A treasure trove of acting talent is squandered in the cacophony. Richard Gere plays a very lovable character, which is a novelty for him. He is all sensitivity and vulnerability here without a hint of his normal macho impassiveness. Helen Hunt gives another fine performance as the self-centered golf pro who seems to be Dr. T's refuge from all the crazy women that surround him, but is really using him for her own hedonistic ends. Farrah Fawcett also gives a terrific rendition of a woman who has taken leave of her wits. In truth, the entire all-star ensemble is fantastic.

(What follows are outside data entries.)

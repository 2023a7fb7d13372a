use crate::{scan_lower_bound, KvPair, KvStore, StorageError, WriteBatch, WriteOp};
use sled::{Db, Tree};
use std::path::Path;
use tracing::debug;

const MONETARY_TREE: &str = "monetary";

/// Sled-backed implementation
pub struct SledStore {
    db: Db,
    tree: Tree,
}

impl SledStore {
    pub fn new<P: AsRef<Path>>(path: P) -> Result<Self, StorageError> {
        let db = sled::open(path)?;
        Self::from_db(db)
    }

    /// Store backed by a temporary sled database removed on drop.
    pub fn temporary() -> Result<Self, StorageError> {
        let db = sled::Config::new().temporary(true).open()?;
        Self::from_db(db)
    }

    fn from_db(db: Db) -> Result<Self, StorageError> {
        let tree = db.open_tree(MONETARY_TREE)?;
        debug!(target: "storage", entries = tree.len(), "opened monetary tree");
        Ok(Self { db, tree })
    }

    pub fn flush(&self) -> Result<(), StorageError> {
        self.db.flush()?;
        Ok(())
    }
}

impl KvStore for SledStore {
    fn get(&self, key: &[u8]) -> Result<Option<Vec<u8>>, StorageError> {
        Ok(self.tree.get(key)?.map(|v| v.to_vec()))
    }

    fn scan(
        &self,
        prefix: &[u8],
        start: Option<&[u8]>,
        limit: Option<usize>,
    ) -> Result<Vec<KvPair>, StorageError> {
        let lower = scan_lower_bound(prefix, start);
        let mut out = Vec::new();
        for item in self.tree.range(lower..) {
            if limit.is_some_and(|l| out.len() >= l) {
                break;
            }
            let (key, value) = item?;
            if !key.starts_with(prefix) {
                break;
            }
            out.push((key.to_vec(), value.to_vec()));
        }
        Ok(out)
    }

    fn apply_batch(&self, batch: WriteBatch) -> Result<(), StorageError> {
        if batch.is_empty() {
            return Ok(());
        }
        let mut sled_batch = sled::Batch::default();
        for op in batch.into_ops() {
            match op {
                WriteOp::Put(key, value) => sled_batch.insert(key, value),
                WriteOp::Delete(key) => sled_batch.remove(key),
            }
        }
        self.tree.apply_batch(sled_batch)?;
        Ok(())
    }
}
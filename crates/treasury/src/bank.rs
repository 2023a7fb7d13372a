//! Ledger accessor for the native coin
//!
//! The monetary keeper never stores balances itself. It mints into and burns
//! from module accounts and moves coins through this interface, so the
//! hosting chain can plug in its own bank while tests use the in-memory or
//! mock implementations below.

use serde::{Deserialize, Serialize};
use std::collections::{HashMap, HashSet};
use tracing::debug;
use trichain_types::{module_address, Address, Amount, VestingWindow};

/// Errors returned by ledger operations.
#[derive(Debug, Clone, PartialEq, Eq, thiserror::Error)]
pub enum BankError {
    #[error("insufficient funds for {address}: required {required}, available {available}")]
    InsufficientFunds {
        address: Address,
        required: Amount,
        available: Amount,
    },
    #[error("balance overflow for {0}")]
    Overflow(Address),
    #[error("vesting account already exists for {0}")]
    VestingAccountExists(Address),
    #[error("ledger rejected operation: {0}")]
    Rejected(String),
}

/// Interface for ledger operations.
pub trait BankLedger: Send + Sync {
    /// Full balance of an account, locked coins included.
    fn balance(&self, address: &Address) -> Amount;

    /// Balance that can be moved at unix time `now`.
    fn spendable_balance(&self, address: &Address, now: i64) -> Amount;

    /// Sum of all balances.
    fn total_supply(&self) -> Amount;

    /// Create coins in a module account.
    fn mint_coins(&mut self, module: &str, amount: Amount) -> Result<(), BankError>;

    /// Destroy coins held by a module account.
    fn burn_coins(&mut self, module: &str, amount: Amount) -> Result<(), BankError>;

    /// Move coins between any two accounts, respecting vesting locks at `now`.
    fn send_coins(
        &mut self,
        from: &Address,
        to: &Address,
        amount: Amount,
        now: i64,
    ) -> Result<(), BankError>;

    /// Lock the balance of `address` behind a vesting window.
    fn create_vesting_account(
        &mut self,
        address: &Address,
        window: VestingWindow,
    ) -> Result<(), BankError>;

    fn module_balance(&self, module: &str) -> Amount {
        self.balance(&module_address(module))
    }
}

// -----------------------------------------------------------------------------
// In-memory implementation (simulations and tests)
// -----------------------------------------------------------------------------
#[derive(Debug, Clone, Default)]
pub struct InMemoryBank {
    balances: HashMap<Address, Amount>,
    vesting: HashMap<Address, VestingWindow>,
    total_supply: Amount,
}

impl InMemoryBank {
    pub fn new() -> Self {
        Self::default()
    }

    /// Seed an account with coins that did not come through a module mint.
    pub fn fund(&mut self, address: Address, amount: Amount) {
        let entry = self.balances.entry(address).or_insert(0);
        *entry = entry.saturating_add(amount);
        self.total_supply = self.total_supply.saturating_add(amount);
    }

    pub fn vesting_window(&self, address: &Address) -> Option<&VestingWindow> {
        self.vesting.get(address)
    }

    pub fn balances(&self) -> &HashMap<Address, Amount> {
        &self.balances
    }

    fn debit(&mut self, address: &Address, amount: Amount, available: Amount) -> Result<(), BankError> {
        if available < amount {
            return Err(BankError::InsufficientFunds {
                address: *address,
                required: amount,
                available,
            });
        }
        let balance = self.balances.entry(*address).or_insert(0);
        *balance -= amount;
        Ok(())
    }

    fn credit(&mut self, address: &Address, amount: Amount) -> Result<(), BankError> {
        let balance = self.balances.entry(*address).or_insert(0);
        *balance = balance
            .checked_add(amount)
            .ok_or(BankError::Overflow(*address))?;
        Ok(())
    }
}

impl BankLedger for InMemoryBank {
    fn balance(&self, address: &Address) -> Amount {
        self.balances.get(address).copied().unwrap_or(0)
    }

    fn spendable_balance(&self, address: &Address, now: i64) -> Amount {
        let balance = self.balance(address);
        let locked = self
            .vesting
            .get(address)
            .map(|w| w.locked_amount(now))
            .unwrap_or(0);
        balance.saturating_sub(locked)
    }

    fn total_supply(&self) -> Amount {
        self.total_supply
    }

    fn mint_coins(&mut self, module: &str, amount: Amount) -> Result<(), BankError> {
        let address = module_address(module);
        let supply = self
            .total_supply
            .checked_add(amount)
            .ok_or(BankError::Overflow(address))?;
        self.credit(&address, amount)?;
        self.total_supply = supply;
        debug!(target: "treasury", module, amount, "minted coins");
        Ok(())
    }

    fn burn_coins(&mut self, module: &str, amount: Amount) -> Result<(), BankError> {
        let address = module_address(module);
        let available = self.balance(&address);
        self.debit(&address, amount, available)?;
        self.total_supply = self.total_supply.saturating_sub(amount);
        debug!(target: "treasury", module, amount, "burned coins");
        Ok(())
    }

    fn send_coins(
        &mut self,
        from: &Address,
        to: &Address,
        amount: Amount,
        now: i64,
    ) -> Result<(), BankError> {
        if self.balance(to).checked_add(amount).is_none() {
            return Err(BankError::Overflow(*to));
        }
        let available = self.spendable_balance(from, now);
        self.debit(from, amount, available)?;
        self.credit(to, amount)
    }

    fn create_vesting_account(
        &mut self,
        address: &Address,
        window: VestingWindow,
    ) -> Result<(), BankError> {
        if self.vesting.contains_key(address) {
            return Err(BankError::VestingAccountExists(*address));
        }
        self.vesting.insert(*address, window);
        Ok(())
    }
}

// -----------------------------------------------------------------------------
// Mock ledger (call recording and failure injection)
// -----------------------------------------------------------------------------
#[derive(Debug, Clone, PartialEq, Eq, Serialize, Deserialize)]
pub enum BankCall {
    Mint {
        module: String,
        amount: Amount,
    },
    Burn {
        module: String,
        amount: Amount,
    },
    Send {
        from: Address,
        to: Address,
        amount: Amount,
    },
    CreateVesting {
        address: Address,
    },
}

#[derive(Debug, Clone, Default)]
pub struct MockBank {
    inner: InMemoryBank,
    calls: Vec<BankCall>,
    fail_sends_to: HashSet<Address>,
    fail_burns: bool,
    fail_mints: bool,
}

impl MockBank {
    pub fn new() -> Self {
        Self::default()
    }

    pub fn fund(&mut self, address: Address, amount: Amount) {
        self.inner.fund(address, amount);
    }

    pub fn inner(&self) -> &InMemoryBank {
        &self.inner
    }

    pub fn calls(&self) -> &[BankCall] {
        &self.calls
    }

    pub fn clear_calls(&mut self) {
        self.calls.clear();
    }

    /// Make every transfer credited to `address` fail.
    pub fn fail_sends_to(&mut self, address: Address) {
        self.fail_sends_to.insert(address);
    }

    pub fn fail_burns(&mut self, fail: bool) {
        self.fail_burns = fail;
    }

    pub fn fail_mints(&mut self, fail: bool) {
        self.fail_mints = fail;
    }

    pub fn clear_failures(&mut self) {
        self.fail_sends_to.clear();
        self.fail_burns = false;
        self.fail_mints = false;
    }
}

impl BankLedger for MockBank {
    fn balance(&self, address: &Address) -> Amount {
        self.inner.balance(address)
    }

    fn spendable_balance(&self, address: &Address, now: i64) -> Amount {
        self.inner.spendable_balance(address, now)
    }

    fn total_supply(&self) -> Amount {
        self.inner.total_supply()
    }

    fn mint_coins(&mut self, module: &str, amount: Amount) -> Result<(), BankError> {
        self.calls.push(BankCall::Mint {
            module: module.to_string(),
            amount,
        });
        if self.fail_mints {
            return Err(BankError::Rejected(format!("mint into {module} disabled")));
        }
        self.inner.mint_coins(module, amount)
    }

    fn burn_coins(&mut self, module: &str, amount: Amount) -> Result<(), BankError> {
        self.calls.push(BankCall::Burn {
            module: module.to_string(),
            amount,
        });
        if self.fail_burns {
            return Err(BankError::Rejected(format!("burn from {module} disabled")));
        }
        self.inner.burn_coins(module, amount)
    }

    fn send_coins(
        &mut self,
        from: &Address,
        to: &Address,
        amount: Amount,
        now: i64,
    ) -> Result<(), BankError> {
        self.calls.push(BankCall::Send {
            from: *from,
            to: *to,
            amount,
        });
        if self.fail_sends_to.contains(to) {
            return Err(BankError::Rejected(format!("transfer to {to} disabled")));
        }
        self.inner.send_coins(from, to, amount, now)
    }

    fn create_vesting_account(
        &mut self,
        address: &Address,
        window: VestingWindow,
    ) -> Result<(), BankError> {
        self.calls.push(BankCall::CreateVesting { address: *address });
        self.inner.create_vesting_account(address, window)
    }
}

// -----------------------------------------------------------------------------
// Tests
// -----------------------------------------------------------------------------
#[cfg(test)]
mod tests {
    use super::*;
    use trichain_types::{BURN_ESCROW_MODULE, MONETARY_MODULE};

    #[test]
    fn mint_send_burn_track_supply() {
        let mut bank = InMemoryBank::new();
        let alice = Address::from_label("alice");
        bank.mint_coins(MONETARY_MODULE, 1_000).unwrap();
        assert_eq!(bank.total_supply(), 1_000);

        bank.send_coins(&module_address(MONETARY_MODULE), &alice, 400, 0)
            .unwrap();
        assert_eq!(bank.balance(&alice), 400);
        assert_eq!(bank.module_balance(MONETARY_MODULE), 600);

        bank.burn_coins(MONETARY_MODULE, 600).unwrap();
        assert_eq!(bank.total_supply(), 400);
    }

    #[test]
    fn insufficient_funds_leaves_balances() {
        let mut bank = InMemoryBank::new();
        let alice = Address::from_label("alice");
        bank.fund(alice, 100);
        let err = bank
            .send_coins(&alice, &module_address(BURN_ESCROW_MODULE), 101, 0)
            .unwrap_err();
        assert_eq!(
            err,
            BankError::InsufficientFunds {
                address: alice,
                required: 101,
                available: 100
            }
        );
        assert_eq!(bank.balance(&alice), 100);
        assert!(bank.burn_coins(BURN_ESCROW_MODULE, 1).is_err());
    }

    #[test]
    fn vesting_locks_spendable_balance() {
        let mut bank = InMemoryBank::new();
        let bob = Address::from_label("bob");
        bank.fund(bob, 1_000);
        let window = VestingWindow {
            original: 1_000,
            start: 0,
            end: 100,
            linear: true,
        };
        bank.create_vesting_account(&bob, window).unwrap();
        assert_eq!(bank.spendable_balance(&bob, 0), 0);
        assert_eq!(bank.spendable_balance(&bob, 25), 250);
        assert_eq!(bank.spendable_balance(&bob, 100), 1_000);
        assert!(bank
            .send_coins(&bob, &Address::from_label("carol"), 300, 25)
            .is_err());
        assert_eq!(
            bank.create_vesting_account(&bob, window),
            Err(BankError::VestingAccountExists(bob))
        );
    }

    #[test]
    fn mock_records_calls_and_injects_failures() {
        let mut bank = MockBank::new();
        let treasury = Address::from_label("treasury");
        bank.mint_coins(MONETARY_MODULE, 50).unwrap();
        bank.fail_sends_to(treasury);
        assert!(bank
            .send_coins(&module_address(MONETARY_MODULE), &treasury, 10, 0)
            .is_err());
        bank.fail_burns(true);
        assert!(bank.burn_coins(MONETARY_MODULE, 10).is_err());
        assert_eq!(bank.calls().len(), 3);
        assert_eq!(bank.module_balance(MONETARY_MODULE), 50);

        bank.clear_failures();
        bank.clear_calls();
        bank.burn_coins(MONETARY_MODULE, 10).unwrap();
        assert_eq!(
            bank.calls(),
            &[BankCall::Burn {
                module: MONETARY_MODULE.to_string(),
                amount: 10
            }]
        );
    }
}
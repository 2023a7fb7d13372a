//! Key layout of the monetary store.
//!
//! Singletons live under one-byte keys. Collections use a one-byte prefix
//! followed by a discriminator: a burn-source tag, a chain id, or a
//! big-endian sequence number so that prefix scans return ascending order.
//! Counters are 16-byte big-endian `u128`; records are JSON.

use crate::StorageError;
use trichain_types::{BurnSource, ChainId};

pub const PARAMS_KEY: &[u8] = &[0x01];
pub const CURRENT_SUPPLY_KEY: &[u8] = &[0x02];
pub const TOTAL_MINTED_KEY: &[u8] = &[0x03];
pub const TOTAL_BURNED_KEY: &[u8] = &[0x04];
pub const NEXT_BURN_ID_KEY: &[u8] = &[0x05];
pub const TREASURY_STATE_KEY: &[u8] = &[0x06];
pub const FEE_TOTALS_KEY: &[u8] = &[0x07];
pub const LAST_TELEMETRY_KEY: &[u8] = &[0x08];
pub const NEXT_EMISSION_ID_KEY: &[u8] = &[0x09];
pub const EMISSION_TOTALS_KEY: &[u8] = &[0x0A];
pub const NEXT_PACKET_SEQ_KEY: &[u8] = &[0x0B];
pub const TX_VOLUME_META_KEY: &[u8] = &[0x0C];

pub const BURN_BY_SOURCE_PREFIX: u8 = 0x10;
pub const BURN_BY_CHAIN_PREFIX: u8 = 0x11;
pub const CHAIN_STATE_PREFIX: u8 = 0x12;
pub const BURN_RECORD_PREFIX: u8 = 0x13;
pub const EMISSION_RECORD_PREFIX: u8 = 0x14;
pub const PROCESSED_REPORT_PREFIX: u8 = 0x15;
pub const PENDING_PACKET_PREFIX: u8 = 0x16;
pub const TX_VOLUME_SLOT_PREFIX: u8 = 0x17;

fn with_prefix(prefix: u8, suffix: &[u8]) -> Vec<u8> {
    let mut key = Vec::with_capacity(1 + suffix.len());
    key.push(prefix);
    key.extend_from_slice(suffix);
    key
}

pub fn burn_by_source_key(source: BurnSource) -> Vec<u8> {
    vec![BURN_BY_SOURCE_PREFIX, source.tag()]
}

pub fn burn_by_chain_key(chain: &ChainId) -> Vec<u8> {
    with_prefix(BURN_BY_CHAIN_PREFIX, chain.as_bytes())
}

pub fn chain_state_key(chain: &ChainId) -> Vec<u8> {
    with_prefix(CHAIN_STATE_PREFIX, chain.as_bytes())
}

pub fn burn_record_key(id: u64) -> Vec<u8> {
    with_prefix(BURN_RECORD_PREFIX, &id.to_be_bytes())
}

pub fn emission_record_key(id: u64) -> Vec<u8> {
    with_prefix(EMISSION_RECORD_PREFIX, &id.to_be_bytes())
}

/// `0x15 | chain | 0x00 | tx_hash`. Chain ids never contain a NUL byte.
pub fn processed_report_key(chain: &ChainId, tx_hash: &str) -> Vec<u8> {
    let mut key = with_prefix(PROCESSED_REPORT_PREFIX, chain.as_bytes());
    key.push(0x00);
    key.extend_from_slice(tx_hash.as_bytes());
    key
}

pub fn pending_packet_key(seq: u64) -> Vec<u8> {
    with_prefix(PENDING_PACKET_PREFIX, &seq.to_be_bytes())
}

pub fn tx_volume_slot_key(slot: u64) -> Vec<u8> {
    with_prefix(TX_VOLUME_SLOT_PREFIX, &slot.to_be_bytes())
}

/// Sequence number encoded after the one-byte prefix of `key`.
pub fn sequence_of(key: &[u8]) -> Option<u64> {
    let bytes: [u8; 8] = key.get(1..9)?.try_into().ok()?;
    Some(u64::from_be_bytes(bytes))
}

pub fn encode_u128(value: u128) -> [u8; 16] {
    value.to_be_bytes()
}

pub fn decode_u128(key: &[u8], bytes: &[u8]) -> Result<u128, StorageError> {
    let raw: [u8; 16] = bytes
        .try_into()
        .map_err(|_| StorageError::corrupted(key, format!("expected 16 bytes, got {}", bytes.len())))?;
    Ok(u128::from_be_bytes(raw))
}

pub fn decode_u64(key: &[u8], bytes: &[u8]) -> Result<u64, StorageError> {
    let raw: [u8; 8] = bytes
        .try_into()
        .map_err(|_| StorageError::corrupted(key, format!("expected 8 bytes, got {}", bytes.len())))?;
    Ok(u64::from_be_bytes(raw))
}
//! Per-block hooks.
//!
//! Hook steps never fail the block. Each step runs as its own atomic step;
//! a failing step is logged, rolled back and skipped while the others run.

use crate::adaptive::AdaptiveBurnUpdate;
use crate::burn::FeeSweep;
use crate::context::BlockTelemetry;
use crate::crosschain::PacketAck;
use crate::distribution::DistributionOutcome;
use crate::errors::MonetaryError;
use crate::keeper::MonetaryKeeper;
use crate::BlockContext;
use serde::{Deserialize, Serialize};
use tracing::{debug, error, warn};
use trichain_storage::KvStore;
use trichain_treasury::BankLedger;

/// What the end-block hook did.
#[derive(Debug, Clone, Default, PartialEq, Eq, Serialize, Deserialize)]
pub struct EndBlockReport {
    pub height: u64,
    pub fee_sweep: Option<FeeSweep>,
    pub tx_per_day_estimate: u64,
    pub acks_processed: u32,
    pub packets_timed_out: u32,
    pub emission: Option<DistributionOutcome>,
    /// Steps that failed and were skipped, with their error.
    pub failed_steps: Vec<(String, String)>,
}

impl EndBlockReport {
    fn failed(&mut self, step: &str, height: u64, err: MonetaryError) {
        error!(target: "monetary", step, height, error = %err, "end-block step failed; continuing");
        self.failed_steps.push((step.to_string(), err.to_string()));
    }
}

impl<S: KvStore, B: BankLedger> MonetaryKeeper<S, B> {
    /// Recompute the adaptive burn ratio from the previous block's telemetry.
    ///
    /// On failure the previous ratio stays in force and `None` is returned.
    pub fn begin_block(&mut self, ctx: &BlockContext) -> Option<AdaptiveBurnUpdate> {
        match self.is_initialized() {
            Ok(true) => {}
            Ok(false) => return None,
            Err(err) => {
                warn!(target: "adaptive_burn", height = ctx.height, error = %err, "state unreadable; keeping previous ratio");
                return None;
            }
        }
        let result = match self.burn_telemetry() {
            Ok(telemetry) => self.transact(|tx| tx.update_adaptive_burn(&telemetry, ctx.height)),
            Err(err) => Err(err),
        };
        match result {
            Ok(update) => Some(update),
            Err(err) => {
                warn!(
                    target: "adaptive_burn",
                    height = ctx.height,
                    error = %err,
                    "adaptive burn update failed; keeping previous ratio"
                );
                None
            }
        }
    }

    /// Fee sweep, transaction statistics, packet acknowledgements and
    /// timeouts, then the emission epoch when `height` is on an epoch boundary.
    pub fn end_block(
        &mut self,
        ctx: &BlockContext,
        telemetry: &BlockTelemetry,
        acks: &[PacketAck],
    ) -> EndBlockReport {
        let mut report = EndBlockReport {
            height: ctx.height,
            ..EndBlockReport::default()
        };
        match self.is_initialized() {
            Ok(true) => {}
            Ok(false) => {
                debug!(target: "monetary", height = ctx.height, "not initialized; skipping end block");
                return report;
            }
            Err(err) => {
                report.failed("load_state", ctx.height, err);
                return report;
            }
        }

        match self.transact(|tx| tx.sweep_fees(ctx)) {
            Ok(sweep) => report.fee_sweep = sweep,
            Err(err) => report.failed("fee_sweep", ctx.height, err),
        }

        let block = BlockTelemetry {
            height: ctx.height,
            ..*telemetry
        };
        let recorded = self.transact(|tx| {
            let meta = tx.record_block_txs(ctx.height, block.tx_count)?;
            tx.state.put_last_telemetry(&block)?;
            Ok(meta.per_day_estimate())
        });
        match recorded {
            Ok(estimate) => report.tx_per_day_estimate = estimate,
            Err(err) => report.failed("tx_volume", ctx.height, err),
        }

        for ack in acks {
            match self.transact(|tx| tx.on_packet_ack(ack, ctx)) {
                Ok(true) => report.acks_processed += 1,
                Ok(false) => {}
                Err(err) => report.failed("packet_ack", ctx.height, err),
            }
        }

        // One step per expired packet.
        match self.pending_packets() {
            Ok(pending) => {
                let expired = pending.into_iter().filter(|p| p.timeout_height <= ctx.height);
                for packet in expired {
                    let timeout = PacketAck::Timeout {
                        sequence: packet.sequence,
                    };
                    match self.transact(|tx| tx.on_packet_ack(&timeout, ctx)) {
                        Ok(true) => report.packets_timed_out += 1,
                        Ok(false) => {}
                        Err(err) => report.failed("packet_timeout", ctx.height, err),
                    }
                }
            }
            Err(err) => report.failed("packet_timeouts", ctx.height, err),
        }

        let interval = match self.params() {
            Ok(params) => params.reward_stream_interval,
            Err(err) => {
                report.failed("load_params", ctx.height, err);
                return report;
            }
        };
        if ctx.height > 0 && interval > 0 && ctx.height % interval == 0 {
            match self.transact(|tx| tx.run_emission_epoch(ctx)) {
                Ok(outcome) => report.emission = outcome,
                Err(err) => report.failed("emission_epoch", ctx.height, err),
            }
        }
        report
    }
}
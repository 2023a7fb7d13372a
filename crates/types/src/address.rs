use serde::{Deserialize, Serialize};
use std::fmt;
use std::str::FromStr;

/// Errors that can occur when parsing a Trichain address string.
#[derive(Debug, thiserror::Error)]
pub enum AddressError {
    #[error("address must start with 't'")]
    InvalidPrefix,
    #[error("address must be {expected} characters, got {actual}")]
    InvalidLength { expected: usize, actual: usize },
    #[error("address payload is not valid hexadecimal")]
    InvalidHex(#[from] hex::FromHexError),
    #[error("address payload must be exactly 32 bytes")]
    InvalidPayloadLength,
}

/// Number of raw bytes contained in an address.
pub const ADDRESS_BYTES: usize = 32;
/// Expected string length of an encoded address (prefix + 64 hex chars).
pub const ADDRESS_STRING_LENGTH: usize = 1 + ADDRESS_BYTES * 2;

/// Encode a 32-byte account identifier into the human readable Trichain format.
///
/// The encoded address always begins with the character `t` followed by the
/// hexadecimal representation of the raw bytes.
pub fn encode_address(bytes: &[u8; ADDRESS_BYTES]) -> String {
    let mut encoded = String::with_capacity(ADDRESS_STRING_LENGTH);
    encoded.push('t');
    encoded.push_str(&hex::encode(bytes));
    encoded
}

/// Attempt to decode a human readable Trichain address string into the raw bytes.
pub fn decode_address(address: &str) -> Result<[u8; ADDRESS_BYTES], AddressError> {
    if !address.starts_with('t') {
        return Err(AddressError::InvalidPrefix);
    }

    if address.len() != ADDRESS_STRING_LENGTH {
        return Err(AddressError::InvalidLength {
            expected: ADDRESS_STRING_LENGTH,
            actual: address.len(),
        });
    }

    let decoded = hex::decode(&address[1..])?;

    let bytes: [u8; ADDRESS_BYTES] = decoded
        .try_into()
        .map_err(|_| AddressError::InvalidPayloadLength)?;

    Ok(bytes)
}

/// Check whether the provided string is a valid Trichain address.
pub fn is_valid_address(address: &str) -> bool {
    decode_address(address).is_ok()
}

/// Account address, serialised as its string form in JSON.
#[derive(Debug, Clone, Copy, PartialEq, Eq, Hash, PartialOrd, Ord, Serialize, Deserialize)]
#[serde(try_from = "String", into = "String")]
pub struct Address(pub [u8; ADDRESS_BYTES]);

impl Address {
    pub fn as_bytes(&self) -> &[u8; ADDRESS_BYTES] {
        &self.0
    }

    /// Deterministic address derived from an arbitrary label.
    ///
    /// `addr = BLAKE3("TRICHAIN_ACCOUNT" || label)`; used for fixtures and
    /// simulated accounts that have no key pair.
    pub fn from_label(label: &str) -> Self {
        let mut hasher = blake3::Hasher::new();
        hasher.update(b"TRICHAIN_ACCOUNT");
        hasher.update(label.as_bytes());
        Address(*hasher.finalize().as_bytes())
    }
}

impl From<[u8; ADDRESS_BYTES]> for Address {
    fn from(value: [u8; ADDRESS_BYTES]) -> Self {
        Address(value)
    }
}

impl From<Address> for String {
    fn from(value: Address) -> Self {
        encode_address(&value.0)
    }
}

impl TryFrom<String> for Address {
    type Error = AddressError;

    fn try_from(value: String) -> Result<Self, Self::Error> {
        decode_address(&value).map(Address)
    }
}

impl FromStr for Address {
    type Err = AddressError;

    fn from_str(s: &str) -> Result<Self, Self::Err> {
        decode_address(s).map(Address)
    }
}

impl fmt::Display for Address {
    fn fmt(&self, f: &mut fmt::Formatter<'_>) -> fmt::Result {
        f.write_str(&encode_address(&self.0))
    }
}

/// Module account holding freshly minted coins before they are distributed.
pub const MONETARY_MODULE: &str = "monetary";
/// Module account used to stage burns before the burn leg is destroyed.
pub const BURN_ESCROW_MODULE: &str = "burn_escrow";
/// Module account where transaction fees accumulate during a block.
pub const FEE_COLLECTOR_MODULE: &str = "fee_collector";
/// Module account receiving the staking leg of each emission.
pub const STAKING_REWARDS_MODULE: &str = "staking_rewards";
/// Module account escrowing rewards sent to peer chains until acknowledged.
pub const CROSSCHAIN_ESCROW_MODULE: &str = "crosschain_escrow";
/// Governance module; its address is the default parameter-update authority.
pub const GOVERNANCE_MODULE: &str = "gov";

/// Derive the protocol-owned address of a module account.
///
/// `addr = BLAKE3("TRICHAIN_MODULE" || name)`. The address has no private key;
/// funds can only leave it through the owning module.
pub fn module_address(name: &str) -> Address {
    let mut hasher = blake3::Hasher::new();
    hasher.update(b"TRICHAIN_MODULE");
    hasher.update(name.as_bytes());
    Address(*hasher.finalize().as_bytes())
}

However, great performances with a bad script and a weird director add up to nothing more than so much debris chucked into the frame.
I rated this film a 3/10. The whole is much less than the sum of the parts. For a film with this many bankable stars to gross only $13.0 million at the box office ($5 million of that in week one) is a clear indication of how poor it is. If you are lucky enough not to have seen it yet, do yourself a favor and miss it.